▶ [Task to carry out]: Among the records that follow, find each line holding the word "outside" and copy it.

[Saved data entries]

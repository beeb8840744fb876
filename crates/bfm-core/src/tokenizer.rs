//! Quote-aware tokenization of raw input lines (no I/O operations)
//!
//! The scanner has two states: outside quotes, a space ends the current
//! token; inside quotes, everything up to the closing `"` belongs to the
//! token, spaces included. Tokenization is total - malformed input degrades
//! to a best-effort token list instead of an error.

/// Lazy iterator over the tokens of one input line.
///
/// Produced by [`tokenize`]. Tokens borrow from the input; quotes are not
/// part of the token they delimit.
#[derive(Debug, Clone)]
pub struct Tokenizer<'a> {
    rest: &'a str,
}

/// Scanner state for the token currently being consumed.
#[derive(Debug, Clone, Copy, PartialEq, Eq)]
enum ScanState {
    /// Token runs to the next space or end of input
    Unquoted,
    /// Token runs to the closing `"` or end of input
    Quoted,
}

/// Split a raw string into tokens, treating `"..."` spans as single tokens.
///
/// - Spaces outside quotes separate tokens; runs of spaces produce nothing.
/// - A `"` at a token boundary opens a quoted token; the quoted content is
///   one token regardless of embedded spaces. An unterminated quote closes
///   silently at end of input.
/// - `""` yields an empty-string token; empty input yields no tokens.
///
/// ```
/// use bfm_core::tokenize;
///
/// let tokens: Vec<&str> = tokenize(r#"-src "my folder" -dst out"#).collect();
/// assert_eq!(tokens, ["-src", "my folder", "-dst", "out"]);
/// ```
pub fn tokenize(input: &str) -> Tokenizer<'_> {
    Tokenizer { rest: input }
}

impl<'a> Iterator for Tokenizer<'a> {
    type Item = &'a str;

    fn next(&mut self) -> Option<&'a str> {
        self.rest = self.rest.trim_start_matches(' ');

        let state = match self.rest.chars().next() {
            None => return None,
            Some('"') => ScanState::Quoted,
            Some(_) => ScanState::Unquoted,
        };

        match state {
            ScanState::Quoted => {
                let body = &self.rest[1..];
                // Unterminated quote: consume to end of input, no error.
                match body.find('"') {
                    None => {
                        self.rest = "";
                        Some(body)
                    }
                    Some(close) => {
                        self.rest = &body[close + 1..];
                        Some(&body[..close])
                    }
                }
            }
            ScanState::Unquoted => {
                let end = self.rest.find(' ').unwrap_or(self.rest.len());
                let token = &self.rest[..end];
                self.rest = &self.rest[end..];
                Some(token)
            }
        }
    }
}

impl std::iter::FusedIterator for Tokenizer<'_> {}
//! Argument resolution: token sequence to name/value mapping (no I/O)
//!
//! Resolution is permissive by design. Unknown or stray tokens are dropped
//! silently, repeated identifiers overwrite earlier ones, and nothing here
//! ever fails - bad input surfaces later, as a missing required argument.

use std::collections::HashMap;

/// Ephemeral mapping from argument-identifier-as-typed to its raw value.
///
/// Keys are whatever followed the `-`, so a key may be a base name or an
/// alias. The empty string marks a flag supplied without a value.
pub type ResolvedArgs = HashMap<String, String>;

/// Pair up `-name value` tokens into a [`ResolvedArgs`] map.
///
/// A token starting with `-` names an argument (one leading `-` stripped).
/// The following token is consumed as its value unless it also starts with
/// `-`, in which case the argument is flag-style and maps to `""`. Tokens
/// that name nothing and follow no argument are ignored.
///
/// ```
/// use bfm_core::resolve_args;
///
/// let args = resolve_args(["-src", "in", "-v"]);
/// assert_eq!(args.get("src").map(String::as_str), Some("in"));
/// assert_eq!(args.get("v").map(String::as_str), Some(""));
/// ```
pub fn resolve_args<'a, I>(tokens: I) -> ResolvedArgs
where
    I: IntoIterator<Item = &'a str>,
{
    let mut tokens = tokens.into_iter().peekable();
    let mut args = ResolvedArgs::new();

    while let Some(token) = tokens.next() {
        let Some(name) = token.strip_prefix('-') else {
            // Stray value token: not an argument, not consumed by one.
            continue;
        };

        let value = if tokens.peek().is_some_and(|next| !next.starts_with('-')) {
            tokens.next().unwrap_or("")
        } else {
            ""
        };

        // Last occurrence of a repeated identifier wins.
        args.insert(name.to_string(), value.to_string());
    }

    args
}
//! Copy all files from one folder to another
//!
//! The copy itself runs as one blocking task per file; the handler collects
//! the per-file results after all tasks finish and reports one aggregated
//! error if any copy failed.

use std::{
    fs,
    io::{self, Write},
    path::{Path, PathBuf},
};

use anyhow::{bail, Context, Result};
use futures::future::{join_all, BoxFuture};

use bfm_core::{ArgSpec, CommandSpec, Registry, ResolvedArgs};

use super::argument_value;

/// Command name as typed by the user.
pub const NAME: &str = "copyAll";

/// Build the `copyAll` command spec.
pub fn spec() -> bfm_core::Result<CommandSpec> {
    CommandSpec::builder(NAME, "Copy all files from one folder to another", handle)
        .with_argument(
            ArgSpec::new(
                "source",
                "Path of the directory where files will be copied from",
            )
            .with_alias("s")
            .with_alias("src")
            .required(),
        )
        .with_argument(
            ArgSpec::new(
                "destination",
                "Path of the directory where files will be copied to",
            )
            .with_alias("d")
            .with_alias("dst")
            .required(),
        )
        .with_help_text(
            "copyAll copies all the files in the source folder to the destination folder.\n\
             Subdirectories are skipped, not recursed into. You will be asked to confirm\n\
             before anything is copied, and again before any existing destination file\n\
             is overwritten.",
        )
        .build()
}

fn handle<'a>(registry: &'a Registry, args: ResolvedArgs) -> BoxFuture<'a, Result<()>> {
    Box::pin(run(registry, args))
}

async fn run(registry: &Registry, args: ResolvedArgs) -> Result<()> {
    let spec = registry
        .find(NAME)
        .context("copyAll is not registered")?;
    let source = PathBuf::from(argument_value(spec, &args, "source")?);
    let destination = PathBuf::from(argument_value(spec, &args, "destination")?);

    let files = list_regular_files(&source)?;
    if files.is_empty() {
        bail!("there are no files to copy in '{}'", source.display());
    }

    if !confirm(&format!(
        "Copy {} file(s) from '{}' to '{}'? [y/N] ",
        files.len(),
        source.display(),
        destination.display()
    ))? {
        bail!("copy cancelled");
    }

    let conflicts = existing_conflicts(&files, &destination);
    if !conflicts.is_empty() {
        println!(
            "The following file(s) already exist in '{}':",
            destination.display()
        );
        for name in &conflicts {
            println!("  {name}");
        }
        if !confirm(&format!("Overwrite {} file(s)? [y/N] ", conflicts.len()))? {
            bail!("copy cancelled: destination files left untouched");
        }
    }

    fs::create_dir_all(&destination).with_context(|| {
        format!(
            "could not create destination directory '{}'",
            destination.display()
        )
    })?;

    let total = files.len();
    let failures: Vec<String> = copy_files(files, &destination)
        .await
        .into_iter()
        .filter_map(|outcome| match outcome {
            Ok(name) => {
                println!("Copied {name}");
                None
            }
            Err(message) => Some(message),
        })
        .collect();

    if !failures.is_empty() {
        bail!(
            "failed to copy {} of {} file(s): {}",
            failures.len(),
            total,
            failures.join("; ")
        );
    }

    tracing::debug!(files = total, "copyAll finished");
    println!(
        "Copied {} file(s) from '{}' to '{}'",
        total,
        source.display(),
        destination.display()
    );
    Ok(())
}

/// Non-directory entries of `dir`, sorted by name for stable output.
fn list_regular_files(dir: &Path) -> Result<Vec<PathBuf>> {
    let mut files: Vec<PathBuf> = fs::read_dir(dir)
        .with_context(|| format!("could not read source directory '{}'", dir.display()))?
        .map(|entry| -> Result<Option<PathBuf>> {
            let entry = entry?;
            let file_type = entry.file_type()?;
            Ok((!file_type.is_dir()).then(|| entry.path()))
        })
        .filter_map(Result::transpose)
        .collect::<Result<_>>()?;

    files.sort();
    Ok(files)
}

/// Names of the files that already exist in the destination directory.
fn existing_conflicts(files: &[PathBuf], destination: &Path) -> Vec<String> {
    files
        .iter()
        .map(|path| file_name_of(path))
        .filter(|name| destination.join(name).exists())
        .collect()
}

/// One blocking copy task per file; results collected after all finish.
async fn copy_files(files: Vec<PathBuf>, destination: &Path) -> Vec<Result<String, String>> {
    let tasks = files.into_iter().map(|path| {
        let target = destination.join(file_name_of(&path));
        tokio::task::spawn_blocking(move || copy_one(&path, &target))
    });

    join_all(tasks)
        .await
        .into_iter()
        .map(|joined| joined.unwrap_or_else(|err| Err(format!("copy task failed: {err}"))))
        .collect()
}

fn copy_one(path: &Path, target: &Path) -> Result<String, String> {
    let name = file_name_of(path);
    fs::copy(path, target)
        .map(|_| name.clone())
        .map_err(|err| format!("{name}: {err}"))
}

fn file_name_of(path: &Path) -> String {
    path.file_name().map_or_else(
        || path.display().to_string(),
        |name| name.to_string_lossy().into_owned(),
    )
}

/// Ask the user a `[y/N]` question on stdin.
fn confirm(prompt: &str) -> Result<bool> {
    print!("{prompt}");
    io::stdout().flush().ok();

    let mut input = String::new();
    io::stdin()
        .read_line(&mut input)
        .context("failed to read confirmation")?;
    let answer = input.trim();
    Ok(answer.eq_ignore_ascii_case("y") || answer.eq_ignore_ascii_case("yes"))
}
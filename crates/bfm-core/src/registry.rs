//! Command registry
//!
//! An explicit, append-only collection of command specs owned by the process
//! entry point. It is populated entirely before any input is dispatched and
//! treated as read-only afterwards, so lookups need no synchronization.

use crate::{command::CommandSpec, result::Result, Error};

/// Registry of all registered commands, in registration order.
#[derive(Debug, Default)]
pub struct Registry {
    commands: Vec<CommandSpec>,
}

impl Registry {
    /// Create an empty registry.
    #[must_use]
    pub const fn new() -> Self {
        Self {
            commands: Vec::new(),
        }
    }

    /// Append a command spec.
    ///
    /// A name collision is a hard error: a shadowed duplicate would be an
    /// unreachable dead entry, which is never what the caller meant.
    pub fn register(&mut self, spec: CommandSpec) -> Result<()> {
        if self.find(spec.name()).is_some() {
            return Err(Error::duplicate_command(spec.name()));
        }
        self.commands.push(spec);
        Ok(())
    }

    /// Look up a command by its typed name.
    #[must_use]
    pub fn find(&self, name: &str) -> Option<&CommandSpec> {
        self.commands.iter().find(|cmd| cmd.name() == name)
    }

    /// Enumerate all commands in registration order.
    pub fn iter(&self) -> impl Iterator<Item = &CommandSpec> {
        self.commands.iter()
    }

    /// Number of registered commands.
    #[must_use]
    pub fn len(&self) -> usize {
        self.commands.len()
    }

    /// Whether nothing has been registered yet.
    #[must_use]
    pub fn is_empty(&self) -> bool {
        self.commands.is_empty()
    }
}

▶ [Written answer]:
//! The scanner has two states: outside quotes, a space ends the current
/// - Spaces outside quotes separate tokens; runs of spaces produce nothing.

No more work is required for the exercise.